Druga sprawa jest taka, że próbowałem odpalić motor (wczesniej odpalał) Dzisiaj nie chciał, juz prawie.... ale nie dał rady;/ gdzie może być problem? Świeca itp są powymieniane.
Jeszcze jednym problemem jest cieknący gaźnik :/
Wie ktoś, jak zaradzić na te wszystkie problemy? Może ktoś da mi jeszcze jakieś rady? DOpiero zaczynam przygodę z motorami z biegami :)
Szczerze? Żeby doprowadzić starszy motocykl do przyzwoitego stanu i używalności, to wymaga to czasu, pieniążków i przede wszystkim wiedzy. Przyczyną niedomagań może być w zasadzie wszystko, a najlepszą metodą naprawy w takich przypadkach jest rozłożenie silnika na czynniki pierwsze, weryfikacja poszczególnych części, zakup używanych w lepszym stanie lub nowych i fachowe złożenie. W motocyklach, które długo stały zazwyczaj do wymiany są wszystkie uszczelniacze, tarcze sprzęgłowe, a największe spustoszenie czyni rdza na gładzi cylindra i bieżni łożysk. Nawet jeżeli na początku uda się odpalić taki motocykl, to po niedługim czasie uszczelnienia puszczą, a syf z rdzy spowoduje szybkie zużycie układu korbowo-tłokowego. Polecam forum: http://www.jawacz.pl/
Witam! Wczoraj udało mi się uruchomić motor. Najpierw pochodził tylko troszkę, potem gasł, potem zapalał itd. Później nawet dało się nim przejechać. Wrzucam jedynkę, zgrzyt (niewyregulowane sprzęgło) i jazda, potem 2, jednak jest ptroblem: motocykl nie chce się wkręcić na wyższe obroty. Jedzie zaledwie 20-25 km/h (na drugim bieegu, bo na 3 jest za wolno) i dalej nie chce.. w dodatku nie chodzi zbyt równo. Wiem, że uszczelka pomiedzy gaźnikiem a silnikiem jest trochę uszkodzona, czy to może być przyczyną? Dodam jeszcze, że jest coś z gazem. Jest go malutko, nie wiem jak to ustawić.

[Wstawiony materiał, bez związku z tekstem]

//! Transport abstraction: the seam concrete mediums (LAN/TCP, Bluetooth)
//! plug into.
//!
//! Two traits: [`Transport`] (the byte-stream and auxiliary-payload
//! primitives a connected peer exposes) and [`TransportFactory`] (discovery
//! + identity broadcast, producing `Transport` instances). Concrete
//! transports are out of scope here; [`mock`] provides the in-process
//! fixture this crate's own tests run against.

use crate::crypto::CertificateInfo;
use crate::error::Result;
use async_trait::async_trait;
use std::fmt;
use std::net::SocketAddr;
use tokio::io::{AsyncRead, AsyncWrite};

/// How a transport prefers to be ranked against others attached to the same
/// device. Higher wins.
#[derive(Debug, Clone, Copy, PartialEq, Eq, PartialOrd, Ord)]
pub struct Priority(pub u8);

/// Static properties of a transport connection, consulted by
/// [`crate::channel::Channel`] for framing limits and by
/// [`crate::device::Device`] for channel ranking.
#[derive(Debug, Clone, Copy)]
pub struct TransportCapabilities {
    /// Maximum single packet size this transport is willing to carry.
    pub max_packet_size: usize,
    /// Ranking among concurrently attached channels; higher is preferred.
    pub priority: Priority,
}

/// Transport kind, used only for diagnostics/addressing — not for ranking.
#[derive(Debug, Clone, PartialEq, Eq)]
pub enum TransportAddress {
    Tcp(SocketAddr),
    Bluetooth {
        address: String,
        service_uuid: Option<uuid::Uuid>,
    },
}

impl fmt::Display for TransportAddress {
    fn fmt(&self, f: &mut fmt::Formatter<'_>) -> fmt::Result {
        match self {
            TransportAddress::Tcp(addr) => write!(f, "tcp://{addr}"),
            TransportAddress::Bluetooth { address, .. } => write!(f, "bt://{address}"),
        }
    }
}

/// A single, already-authenticated byte-stream connection to a peer.
///
/// Framing (LF-delimited JSON) lives one layer up, in
/// [`crate::channel::Channel`]; this trait exposes the raw duplex stream as
/// non-consuming `read`/`write_all` calls (interior mutability over the
/// underlying socket halves is the implementor's concern) so the same
/// `Transport` handle can keep serving auxiliary payload connections and
/// certificate lookups for its whole lifetime.
#[async_trait]
pub trait Transport: Send + Sync + fmt::Debug {
    fn capabilities(&self) -> TransportCapabilities;
    fn remote_address(&self) -> TransportAddress;

    /// This device's certificate, as presented during the transport
    /// handshake.
    fn local_certificate(&self) -> &CertificateInfo;
    /// The peer's certificate, as presented during the transport handshake.
    fn peer_certificate_der(&self) -> &[u8];

    /// Read at least one byte into `buf`, returning the count read, or `0`
    /// on clean EOF.
    async fn read(&self, buf: &mut [u8]) -> Result<usize>;

    /// Write the entire buffer. Concurrent writers are the caller's
    /// problem; [`crate::channel::Channel`] already serializes its own
    /// writes.
    async fn write_all(&self, buf: &[u8]) -> Result<()>;

    /// Open an auxiliary connection for a single payload upload: returns a
    /// coordinate object to advertise in `payloadTransferInfo` plus the
    /// output stream the caller fills.
    async fn open_upload(
        &self,
    ) -> Result<(
        serde_json::Map<String, serde_json::Value>,
        Box<dyn AsyncWrite + Send + Unpin>,
    )>;

    /// Connect to a peer-advertised payload endpoint for a download.
    async fn open_download(
        &self,
        info: &serde_json::Map<String, serde_json::Value>,
    ) -> Result<Box<dyn AsyncRead + Send + Unpin>>;

    /// Close the underlying connection. Idempotent.
    async fn close(&self) -> Result<()>;

    /// Best-effort liveness check; defaults to `true` since most transports
    /// only discover death on the next read/write.
    fn is_connected(&self) -> bool {
        true
    }
}

/// Produces [`Transport`] instances from discovery events and knows how to
/// announce this peer's identity over its medium.
#[async_trait]
pub trait TransportFactory: Send + Sync + fmt::Debug {
    /// Broadcast (`target: None`) or unicast an identity announcement.
    async fn identify(&self, target: Option<&str>) -> Result<()>;

    fn transport_type(&self) -> &'static str;
}

/// In-process duplex transport used by this crate's own tests, standing in
/// for a real socket.
pub mod mock {
    use super::*;
    use tokio::io::{AsyncReadExt, AsyncWriteExt, ReadHalf, WriteHalf};
    use tokio::sync::Mutex;

    #[derive(Debug)]
    pub struct MockTransport {
        capabilities: TransportCapabilities,
        local_certificate: CertificateInfo,
        peer_certificate_der: Vec<u8>,
        read_half: Mutex<ReadHalf<tokio::io::DuplexStream>>,
        write_half: Mutex<WriteHalf<tokio::io::DuplexStream>>,
    }

    impl MockTransport {
        /// Build a connected pair of mock transports sharing an in-memory
        /// duplex pipe, each carrying its own certificate identity.
        pub fn pair(
            local_cert: CertificateInfo,
            peer_cert: CertificateInfo,
            priority: Priority,
        ) -> (MockTransport, MockTransport) {
            let (stream_a, stream_b) = tokio::io::duplex(64 * 1024);
            let caps = TransportCapabilities {
                max_packet_size: 10 * 1024 * 1024,
                priority,
            };
            let a_cert_der = local_cert.certificate.clone();
            let b_cert_der = peer_cert.certificate.clone();
            let (a_read, a_write) = tokio::io::split(stream_a);
            let (b_read, b_write) = tokio::io::split(stream_b);

            (
                MockTransport {
                    capabilities: caps,
                    local_certificate: local_cert,
                    peer_certificate_der: b_cert_der,
                    read_half: Mutex::new(a_read),
                    write_half: Mutex::new(a_write),
                },
                MockTransport {
                    capabilities: caps,
                    local_certificate: peer_cert,
                    peer_certificate_der: a_cert_der,
                    read_half: Mutex::new(b_read),
                    write_half: Mutex::new(b_write),
                },
            )
        }
    }

    #[async_trait]
    impl Transport for MockTransport {
        fn capabilities(&self) -> TransportCapabilities {
            self.capabilities
        }

        fn remote_address(&self) -> TransportAddress {
            TransportAddress::Tcp("127.0.0.1:1716".parse().unwrap())
        }

        fn local_certificate(&self) -> &CertificateInfo {
            &self.local_certificate
        }

        fn peer_certificate_der(&self) -> &[u8] {
            &self.peer_certificate_der
        }

        async fn read(&self, buf: &mut [u8]) -> Result<usize> {
            let mut half = self.read_half.lock().await;
            Ok(half.read(buf).await?)
        }

        async fn write_all(&self, buf: &[u8]) -> Result<()> {
            let mut half = self.write_half.lock().await;
            half.write_all(buf).await?;
            Ok(())
        }

        async fn open_upload(
            &self,
        ) -> Result<(
            serde_json::Map<String, serde_json::Value>,
            Box<dyn AsyncWrite + Send + Unpin>,
        )> {
            Err(crate::error::ProtocolError::NotSupported(
                "mock transport does not implement payload transfer".to_string(),
            ))
        }

        async fn open_download(
            &self,
            _info: &serde_json::Map<String, serde_json::Value>,
        ) -> Result<Box<dyn AsyncRead + Send + Unpin>> {
            Err(crate::error::ProtocolError::NotSupported(
                "mock transport does not implement payload transfer".to_string(),
            ))
        }

        async fn close(&self) -> Result<()> {
            let mut half = self.write_half.lock().await;
            half.shutdown().await.ok();
            Ok(())
        }
    }
}

#[cfg(test)]
mod tests {
    use super::*;

    #[test]
    fn transport_address_display() {
        let addr = TransportAddress::Tcp("127.0.0.1:1716".parse().unwrap());
        assert_eq!(addr.to_string(), "tcp://127.0.0.1:1716");

        let addr = TransportAddress::Bluetooth {
            address: "AA:BB:CC".to_string(),
            service_uuid: None,
        };
        assert_eq!(addr.to_string(), "bt://AA:BB:CC");
    }

    #[test]
    fn priority_ordering() {
        assert!(Priority(10) > Priority(1));
    }
}
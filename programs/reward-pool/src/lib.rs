//! Reward pool ledger.
//!
//! A platform authority records per-task rewards for farmers into a pool
//! keyed by reward mint. A platform fee is deducted at record time and the
//! pool keeps running totals of net rewards and fees. Farmers withdraw their
//! accrued balance, each `(farmer, nonce)` pair at most once, and the
//! authority can pause and resume the reward paths.
//!
//! [`processor::process_instruction`] validates an instruction and returns a
//! [`engine::Transition`] describing the new pool record, history writes and
//! token movements. [`entrypoint::process`] carries a transition out on
//! chain; off-chain hosts apply it themselves. Build with the
//! `no-entrypoint` feature to link the crate into another program or client.

use solana_program::declare_id;

pub mod accounting;
pub mod constants;
pub mod engine;
pub mod entrypoint;
pub mod errors;
pub mod events;
pub mod instruction;
pub mod processor;
pub mod record_log;
pub mod state;

pub use engine::{PoolSlot, TokenEffect, Transition};
pub use errors::{AccountingError, DecodeError, LogError, PoolError, ValidationError};
pub use events::PoolEvent;
pub use instruction::RewardPoolInstruction;
pub use record_log::{MemoryRecordLog, RecordLog, RecordWrite};
pub use state::{PendingReward, PoolStatus, RewardPool, WithdrawalRecord};

declare_id!("9YkP2HCTAj1CLCr2A1hwGvFS2ESouTDBiAb31Z9tGqNu");
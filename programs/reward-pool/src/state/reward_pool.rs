//! Pool record layout (little-endian, declaration order)
//!
//! ```text
//! Offset  Size    Description
//! ------  ----    -----------
//! 0       32      Platform authority
//! 32      32      Reward mint
//! 64      32      Platform treasury
//! 96      1       Platform fee percentage
//! 97      8       Total rewards distributed (u64)
//! 105     8       Total platform fees collected (u64)
//! 113     1       Paused flag (0 = active, 1 = paused)
//! 114     1       PDA bump seed
//! ```

use borsh::{BorshDeserialize, BorshSerialize};
use solana_program::pubkey::Pubkey;

use crate::constants::TOKEN_ACCOUNT_AMOUNT_OFFSET;
use crate::errors::DecodeError;

const PAUSED_OFFSET: usize = 113;

/// Reward Pool - one per reward mint, stored at its PDA
#[derive(BorshSerialize, BorshDeserialize, Debug, Clone, Copy, PartialEq, Eq)]
pub struct RewardPool {
    pub platform_authority: Pubkey,
    pub reward_mint: Pubkey,
    pub platform_treasury: Pubkey,
    pub platform_fee_percentage: u8,
    pub total_rewards_distributed: u64,
    pub total_platform_fees_collected: u64,
    pub is_paused: bool,
    pub bump_seed: u8,
}

/// Logical pool state; gates reward recording and withdrawal
#[derive(Debug, Clone, Copy, PartialEq, Eq)]
pub enum PoolStatus {
    Active,
    Paused,
}

impl RewardPool {
    pub const LEN: usize = 32 + // platform_authority
        32 +  // reward_mint
        32 +  // platform_treasury
        1 +   // platform_fee_percentage
        8 +   // total_rewards_distributed
        8 +   // total_platform_fees_collected
        1 +   // is_paused
        1;    // bump_seed

    pub fn status(&self) -> PoolStatus {
        if self.is_paused {
            PoolStatus::Paused
        } else {
            PoolStatus::Active
        }
    }

    pub fn encode(&self) -> borsh::io::Result<Vec<u8>> {
        borsh::to_vec(self)
    }

    /// Decodes the first [`RewardPool::LEN`] bytes; trailing bytes are ignored.
    /// Field values are taken as stored: range checks belong to the write path.
    /// Any non-zero paused byte reads as paused.
    pub fn decode(data: &[u8]) -> Result<Self, DecodeError> {
        if data.len() < Self::LEN {
            return Err(DecodeError::TooShort {
                expected: Self::LEN,
                actual: data.len(),
            });
        }

        let mut record = [0u8; Self::LEN];
        record.copy_from_slice(&data[..Self::LEN]);
        record[PAUSED_OFFSET] = u8::from(record[PAUSED_OFFSET] != 0);

        Self::try_from_slice(&record).map_err(|_| DecodeError::InvalidFlag)
    }
}

/// Reads the token amount out of an SPL token account.
pub fn token_account_balance(data: &[u8]) -> Result<u64, DecodeError> {
    let end = TOKEN_ACCOUNT_AMOUNT_OFFSET + 8;
    let amount = data.get(TOKEN_ACCOUNT_AMOUNT_OFFSET..end).ok_or(DecodeError::TooShort {
        expected: end,
        actual: data.len(),
    })?;
    u64::try_from_slice(amount).map_err(|_| DecodeError::TruncatedPayload)
}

Dzisiaj z rana znów postanowiłem pojeździć. Odpalił może za 10 kopem i słabe obroty ale jezdziłem. Poźniej gdy przekręciłem tą wajche od ssania to obroty nagle się zwiekszyły, ale gdy mi niechący zgasł, juz nie odpalił. Wszystko jest: iskra, akumulator, benzyna. Czy ktoś może mi pomóc?
Zauważyłem jeszcze dziwną rzecz. Przy obu rurach wydechowych są wsadzone takie jakby.. zwężki, jedna jest głebsza, druga to taka, ze tylko pol palca włazi. I dym z jednej idze dobrze, z drugiej słabo. Czy to może być przyczyną?
Dodatkowy problem to przeciekający gaźnik z komory pływakowej. Sprawdzałem, wszystko jest tam okej, ale przecieka.